SANTA ANA, Calif. (CNS) — Orange County reported 69 new cases of COVID-19 and nine additional deaths Sunday.

The number of COVID patients in county hospitals ticked down from 114 Saturday to 113, while the number of those in intensive care rose from 22 to 25, according to the Orange County Health Care Agency.


What You Need To Know

  • Orange County reported 69 new cases of COVID-19 and nine additional deaths Sunday

  • The number of COVID patients in county hospitals ticked down from 114 Saturday to 113

  • The county has 34.6% of its ICU beds and 73% of its ventilators available

  • Another 10,598 tests were reported Sunday for a total of 3,610,685

Sunday's numbers brought the county's totals to 253,494 cases and 4,933 fatalities since the pandemic began.

The county has 34.6% of its ICU beds and 73% of its ventilators available.

Another 10,598 tests were reported Sunday for a total of 3,610,685.

County officials had expressed optimism on Friday, when the hospitalization total fell to 100.

"That's great," Orange County CEO Frank Kim said of the hospitalization rates. "It really gives me hope. It really does."

In another sign of the improving situation, Kim said he would recommend to the Orange County Board of Supervisors at Tuesday's meeting that it is time for him to relinquish his authority to sign emergency contracts without board approval.

"There's really no reason to have delegated authority anymore and I've asked the board to terminate that," Kim said. "It's a stable operation now and the contracts we needed have been implemented."

Kim said it was an "awesome responsibility to spend taxpayer funds, but there should be public view of those types of transactions."

Board of Supervisors Chairman Andrew Do said it was no longer necessary to have the chief executive handle coronavirus contracts with the same speed needed last year.

The emergency power was necessary so the county could be as "nimble" as required "with the situation that changed almost on a daily basis," Do said. "If we have to wait two weeks for every board meeting or call special meetings every week, we'd never get things done. But now we know the flow. Now we know the staffing we need and things are falling into a system, a pattern that we can anticipate."

In another sign of a return to normalcy, the county will soon shut down its vaccine distribution site at Disneyland, which is set to reopen on Friday.

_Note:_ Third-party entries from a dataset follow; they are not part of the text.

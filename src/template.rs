//! Agent configuration and prompt templating.
//!
//! Renders the three files the documentation server reads at startup:
//! `opencode.json` and the two agent prompts under `prompts/`. Rendering is
//! pure; writing goes either to a local volume or to a sandbox.

use std::collections::BTreeMap;
use std::path::{Path, PathBuf};

use serde::{Deserialize, Serialize};

use crate::error::{Error, Result};
use crate::sandbox::SandboxApi;

/// File name of the agent configuration.
pub const CONFIG_FILE: &str = "opencode.json";
/// Directory holding the prompt files.
pub const PROMPTS_DIR: &str = "prompts";
/// File name of the documentation agent prompt.
pub const DOCS_PROMPT_FILE: &str = "docs-agent.txt";
/// File name of the general question agent prompt.
pub const ASK_PROMPT_FILE: &str = "ask-agent.txt";

/// Model pinned for both agents in sandboxes.
pub const SANDBOX_MODEL: &str = "opencode/big-pickle";

const RESPONSE_GUIDELINES: &str = "When responding:

- If something about the question is not clear, ask the user to provide more information
- Really try to keep your responses concise, you don't need tons of examples, just one really good one
- Be extremely concise. Sacrifice grammar for the sake of concision.
- When outputting code snippets, include comments that explain what each piece does
- Always bias towards simple practical examples over complex theoretical explanations
- Give your response in markdown format, make sure to have spacing between code blocks and other content
";

const SVELTE_GUIDELINES: &str = "Special instructions for Svelte:

- always use typescript for svelte code (<script lang=\"ts\">)
- if you are just outputting stuff that goes in the script tag, tag the code as typescript code so the syntax highlighting in the view works correctly (AND DO NOT INCLUDE THE SCRIPT TAG IN THE OUTPUT)
- if you are outputting full svelte files (script, markup, styles), tag the code as html so the syntax highlighting in the view works correctly
- always try to answer the questions by just outputting stuff that goes in the script tag, only include markup and styles if absolutely necessary
";

const SEARCH_GUIDELINES: &str = "When asked a question regarding one of the codebases, search the codebase to get an accurate answer.

Always search the codebase first before using the web to try to answer the question.

When you are searching the codebase, be very careful that you do not read too much at once. Only read a small amount at a time as you're searching, avoid reading dozens of files at once...
";

/// Agent permission level.
#[derive(Debug, Clone, Copy, PartialEq, Eq, Serialize, Deserialize)]
#[serde(rename_all = "lowercase")]
pub enum Permission {
    Allow,
    Deny,
    Ask,
}

/// Permissions for actions that leave the read-only sandbox.
#[derive(Debug, Clone, Copy, PartialEq, Eq, Serialize, Deserialize)]
pub struct PermissionSet {
    pub webfetch: Permission,
    pub edit: Permission,
    pub bash: Permission,
}

/// Tool availability flags.
#[derive(Debug, Clone, Copy, PartialEq, Eq, Default, Serialize, Deserialize)]
pub struct ToolSet {
    pub write: bool,
    pub bash: bool,
    pub delete: bool,
    pub read: bool,
    pub grep: bool,
    pub glob: bool,
    pub list: bool,
    pub path: bool,
    pub todowrite: bool,
    pub todoread: bool,
    pub websearch: bool,
}

impl ToolSet {
    /// Read and search the filesystem, run shell commands, search the web.
    pub fn codebase_search() -> Self {
        Self {
            bash: true,
            read: true,
            grep: true,
            glob: true,
            list: true,
            websearch: true,
            ..Default::default()
        }
    }

    /// Web search only.
    pub fn web_only() -> Self {
        Self {
            websearch: true,
            ..Default::default()
        }
    }
}

#[derive(Debug, Clone, Copy, PartialEq, Eq, Serialize, Deserialize)]
#[serde(rename_all = "lowercase")]
pub enum AgentMode {
    Primary,
    Subagent,
}

/// One named agent in `opencode.json`.
#[derive(Debug, Clone, PartialEq, Eq, Default, Serialize, Deserialize)]
pub struct AgentConfig {
    #[serde(skip_serializing_if = "Option::is_none")]
    pub prompt: Option<String>,
    pub disable: bool,
    #[serde(skip_serializing_if = "Option::is_none")]
    pub model: Option<String>,
    #[serde(skip_serializing_if = "Option::is_none")]
    pub description: Option<String>,
    #[serde(skip_serializing_if = "Option::is_none")]
    pub permission: Option<PermissionSet>,
    #[serde(skip_serializing_if = "Option::is_none")]
    pub mode: Option<AgentMode>,
    #[serde(skip_serializing_if = "Option::is_none")]
    pub tools: Option<ToolSet>,
}

impl AgentConfig {
    fn disabled() -> Self {
        Self {
            disable: true,
            ..Default::default()
        }
    }
}

/// Top-level `opencode.json` document.
#[derive(Debug, Clone, PartialEq, Eq, Serialize, Deserialize)]
pub struct OpencodeConfig {
    pub agent: BTreeMap<String, AgentConfig>,
}

/// Inputs for rendering a [`ConfigBundle`].
#[derive(Debug, Clone)]
pub struct TemplateParams {
    /// Directory the repos are checked out under, as seen by the server.
    pub repos_dir: PathBuf,
    /// Repo names available under `repos_dir`.
    pub repo_names: Vec<String>,
    /// Model pinned for both agents, if any.
    pub model: Option<String>,
    /// Shell permission of the documentation agent.
    pub docs_bash: Permission,
}

impl TemplateParams {
    /// Parameters for a sandbox holding one repo under `repos_dir`.
    pub fn sandbox(repos_dir: impl Into<PathBuf>, repo_name: impl Into<String>) -> Self {
        Self {
            repos_dir: repos_dir.into(),
            repo_names: vec![repo_name.into()],
            model: Some(SANDBOX_MODEL.to_string()),
            docs_bash: Permission::Allow,
        }
    }

    /// Parameters for a volume holding several repos under `repos_dir`.
    pub fn volume<I, S>(repos_dir: impl Into<PathBuf>, repo_names: I) -> Self
    where
        I: IntoIterator<Item = S>,
        S: Into<String>,
    {
        Self {
            repos_dir: repos_dir.into(),
            repo_names: repo_names.into_iter().map(Into::into).collect(),
            model: None,
            docs_bash: Permission::Ask,
        }
    }

    /// Path of one repo as listed in the docs prompt.
    pub fn repo_path(&self, name: &str) -> PathBuf {
        self.repos_dir.join(name)
    }
}

/// Builds the agent configuration document.
pub fn opencode_config(params: &TemplateParams) -> OpencodeConfig {
    let mut agent = BTreeMap::new();
    for name in ["build", "general", "codebase-docs-agent", "plan"] {
        agent.insert(name.to_string(), AgentConfig::disabled());
    }

    agent.insert(
        "docs".to_string(),
        AgentConfig {
            prompt: Some(format!("{{file:./{PROMPTS_DIR}/{DOCS_PROMPT_FILE}}}")),
            disable: false,
            model: params.model.clone(),
            description: Some(
                "Get answers about libraries and frameworks by searching their source code"
                    .to_string(),
            ),
            permission: Some(PermissionSet {
                webfetch: Permission::Ask,
                edit: Permission::Deny,
                bash: params.docs_bash,
            }),
            mode: Some(AgentMode::Primary),
            tools: Some(ToolSet::codebase_search()),
        },
    );

    agent.insert(
        "ask".to_string(),
        AgentConfig {
            prompt: Some(format!("{{file:./{PROMPTS_DIR}/{ASK_PROMPT_FILE}}}")),
            disable: false,
            model: params.model.clone(),
            description: Some("Answer coding questions from the user".to_string()),
            permission: Some(PermissionSet {
                webfetch: Permission::Ask,
                edit: Permission::Deny,
                bash: Permission::Deny,
            }),
            mode: Some(AgentMode::Primary),
            tools: Some(ToolSet::web_only()),
        },
    );

    OpencodeConfig { agent }
}

/// Renders the documentation agent prompt listing every repo path.
pub fn docs_prompt(params: &TemplateParams) -> String {
    let listing = params
        .repo_names
        .iter()
        .map(|name| format!("- {}: {}", name, params.repo_path(name).display()))
        .collect::<Vec<_>>()
        .join("\n");

    let access = if params.repo_names.len() == 1 {
        "Currently you have access to the following codebase at the following path:"
    } else {
        "Currently you have access to the following codebases at the following paths:"
    };

    format!(
        "\nYou are an expert internal agent who's job is to answer coding questions and provide accurate and up to date info on different technologies, libraries, frameworks, or tools you're using based on the library codebases you have access to.\n\n{access}\n\n{listing}\n\n{SEARCH_GUIDELINES}\n{RESPONSE_GUIDELINES}\n{SVELTE_GUIDELINES}"
    )
}

/// Renders the general question agent prompt.
pub fn ask_prompt() -> String {
    format!(
        "\nYou are an expert internal agent who's job is to answer coding questions from the user.\n\n{RESPONSE_GUIDELINES}\n{SVELTE_GUIDELINES}"
    )
}

/// Destination paths of a written bundle.
#[derive(Debug, Clone, PartialEq, Eq)]
pub struct BundlePaths {
    pub config: PathBuf,
    pub docs_prompt: PathBuf,
    pub ask_prompt: PathBuf,
}

impl BundlePaths {
    /// Standard layout under `root`.
    pub fn under(root: &Path) -> Self {
        let prompts = root.join(PROMPTS_DIR);
        Self {
            config: root.join(CONFIG_FILE),
            docs_prompt: prompts.join(DOCS_PROMPT_FILE),
            ask_prompt: prompts.join(ASK_PROMPT_FILE),
        }
    }
}

/// The three rendered artifacts.
#[derive(Debug, Clone, PartialEq, Eq)]
pub struct ConfigBundle {
    pub config_json: String,
    pub docs_prompt: String,
    pub ask_prompt: String,
}

impl ConfigBundle {
    /// Renders every artifact from `params`.
    pub fn render(params: &TemplateParams) -> Result<Self> {
        let config_json = serde_json::to_string_pretty(&opencode_config(params))?;
        Ok(Self {
            config_json,
            docs_prompt: docs_prompt(params),
            ask_prompt: ask_prompt(),
        })
    }

    /// Writes the bundle under a local `root`, overwriting prior files.
    pub async fn write_to_dir(&self, root: &Path) -> Result<BundlePaths> {
        let paths = BundlePaths::under(root);
        tokio::fs::create_dir_all(root.join(PROMPTS_DIR)).await?;

        tokio::try_join!(
            tokio::fs::write(&paths.config, &self.config_json),
            tokio::fs::write(&paths.docs_prompt, &self.docs_prompt),
            tokio::fs::write(&paths.ask_prompt, &self.ask_prompt),
        )?;

        Ok(paths)
    }

    /// Uploads the bundle under `root` inside a sandbox.
    ///
    /// The three uploads run concurrently; any failure fails the whole step.
    pub async fn upload_to_sandbox(
        &self,
        api: &dyn SandboxApi,
        sandbox_id: &str,
        root: &Path,
    ) -> Result<BundlePaths> {
        let paths = BundlePaths::under(root);
        let remote = |p: &Path| p.to_string_lossy().into_owned();

        api.create_folder(sandbox_id, &remote(&root.join(PROMPTS_DIR)), "755")
            .await
            .map_err(|e| Error::sandbox("create prompts folder", e))?;

        let docs_path = remote(&paths.docs_prompt);
        let ask_path = remote(&paths.ask_prompt);
        let config_path = remote(&paths.config);
        tokio::try_join!(
            api.upload_file(
                sandbox_id,
                &docs_path,
                self.docs_prompt.clone().into_bytes()
            ),
            api.upload_file(
                sandbox_id,
                &ask_path,
                self.ask_prompt.clone().into_bytes()
            ),
            api.upload_file(
                sandbox_id,
                &config_path,
                self.config_json.clone().into_bytes()
            ),
        )
        .map_err(|e| Error::sandbox("sync config", e))?;

        Ok(paths)
    }
}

"In many ways it's a positive sign," Do said. "Disneyland is getting back to business. It's a good sign for the economy and the well-being of our economy."

The appointments at Disneyland will be moved to the Anaheim Convention Center. Kim said the county can still provide vaccinations for the disabled at the Orange County Fairgrounds and Soka University.

The supervisors on Tuesday are also expected to consider using $30 million from the most recent federal relief package to provide grants to local small businesses and nonprofits affected by the pandemic, Kim said. Some of the money will be for food assistance to the needy as well, Kim said.

Providence, the national nonprofit healthcare provider, partnered with Edwards Lifesciences, an Orange County-based medical technology company, and the cities of Irvine, Santa Ana, Costa Mesa and Tustin to open two mass vaccination clinics.

One opened Wednesday at the Edwards Lifesciences offices at 3009 Daimler St. in Santa Ana, and the other at the Orange County Great Park in Irvine will open on Monday as a drive-thru clinic.

Coronavirus daily case rates continue to decline, but not enough for Orange County to move into the least-restrictive yellow tier of the state's Blueprint for a Safer Economy.

According to numbers released Tuesday, the county's weekly averages for adjusted daily case rate per 100,000 residents improved from 3 last Tuesday to 2.8. The overall positivity rate improved from 1.6% to 1.4%.

The county's Health Equity Quartile rate, which measures positivity in hotspots in disadvantaged communities, improved from 1.8% to 1.7%. The county's positivity rates qualify for the least-restrictive yellow tier of the state system, but the case counts are still in the orange tier.

A graduation into the yellow tier requires that the case rate must get below 2 per 100,000 population.